◆ Activity:
From the records below, print exactly the lines starting at the one containing "that end up" and ending at the one containing "usize, max_iterations: usize)", ends included, and nothing else.
........
//! Inverted-file partitioning over unit-length vectors.
//!
//! Centroids live in the same space as the stored embeddings and are compared with cosine
//! distance (`1 - dot`), so every centroid is kept L2-normalized. Training is spherical
//! k-means seeded from evenly spaced vectors.

use super::dot;
use docsearch_embed::l2_normalize;

/// Cosine distance between unit vectors.
pub fn cosine_distance(a: &[f32], b: &[f32]) -> f32 {
    1.0 - dot(a, b)
}

/// Index of the centroid closest to `vector`; the lowest index wins ties.
pub fn nearest(centroids: &[Vec<f32>], vector: &[f32]) -> Option<usize> {
    centroids
        .iter()
        .enumerate()
        .map(|(i, c)| (i, cosine_distance(vector, c)))
        .min_by(|a, b| a.1.total_cmp(&b.1))
        .map(|(i, _)| i)
}

/// Indices of the `n` centroids closest to `query`, nearest first.
pub fn nearest_n(centroids: &[Vec<f32>], query: &[f32], n: usize) -> Vec<usize> {
    let mut scored: Vec<(usize, f32)> = centroids
        .iter()
        .enumerate()
        .map(|(i, c)| (i, cosine_distance(query, c)))
        .collect();
    scored.sort_by(|a, b| a.1.total_cmp(&b.1).then(a.0.cmp(&b.0)));
    scored.into_iter().take(n).map(|(i, _)| i).collect()
}

/// Result of a k-means run: centroids plus the list assigned to each input vector.
#[derive(Debug, Clone, PartialEq)]
pub struct Partition {
    pub centroids: Vec<Vec<f32>>,
    pub assignments: Vec<usize>,
}

/// Cluster `vectors` into at most `lists` partitions.
///
/// Stops early once an iteration leaves every centroid unchanged. Clusters that end up
/// empty keep their previous centroid, so list ids stay dense.
pub fn train(vectors: &[Vec<f32>], lists: usize, max_iterations: usize) -> Partition {
    if vectors.is_empty() || lists == 0 {
        return Partition {
            centroids: Vec::new(),
            assignments: Vec::new(),
        };
    }

    let k = lists.min(vectors.len());
    let dimension = vectors[0].len();
    let mut centroids: Vec<Vec<f32>> = (0..k)
        .map(|i| vectors[i * vectors.len() / k].clone())
        .collect();
    let mut assignments = assign(&centroids, vectors);

    for iteration in 0..max_iterations {
        let mut sums = vec![vec![0.0f32; dimension]; k];
        let mut counts = vec![0usize; k];
        for (vector, &list) in vectors.iter().zip(&assignments) {
            counts[list] += 1;
            for (sum, value) in sums[list].iter_mut().zip(vector) {
                *sum += value;
            }
        }

        let mut changed = false;
        for (list, mut centroid) in sums.into_iter().enumerate() {
            if counts[list] == 0 {
                continue;
            }
            l2_normalize(&mut centroid);
            if centroid != centroids[list] {
                changed = true;
                centroids[list] = centroid;
            }
        }

        assignments = assign(&centroids, vectors);
        if !changed {
            tracing::debug!("k-means converged after {} iterations", iteration + 1);
            break;
        }
    }

    Partition {
        centroids,
        assignments,
    }
}

fn assign(centroids: &[Vec<f32>], vectors: &[Vec<f32>]) -> Vec<usize> {
    vectors
        .iter()
        .map(|v| nearest(centroids, v).unwrap_or(0))
        .collect()
}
........
◆ Output of the task:
/// Stops early once an iteration leaves every centroid unchanged. Clusters that end up
/// empty keep their previous centroid, so list ids stay dense.
pub fn train(vectors: &[Vec<f32>], lists: usize, max_iterations: usize) -> Partition {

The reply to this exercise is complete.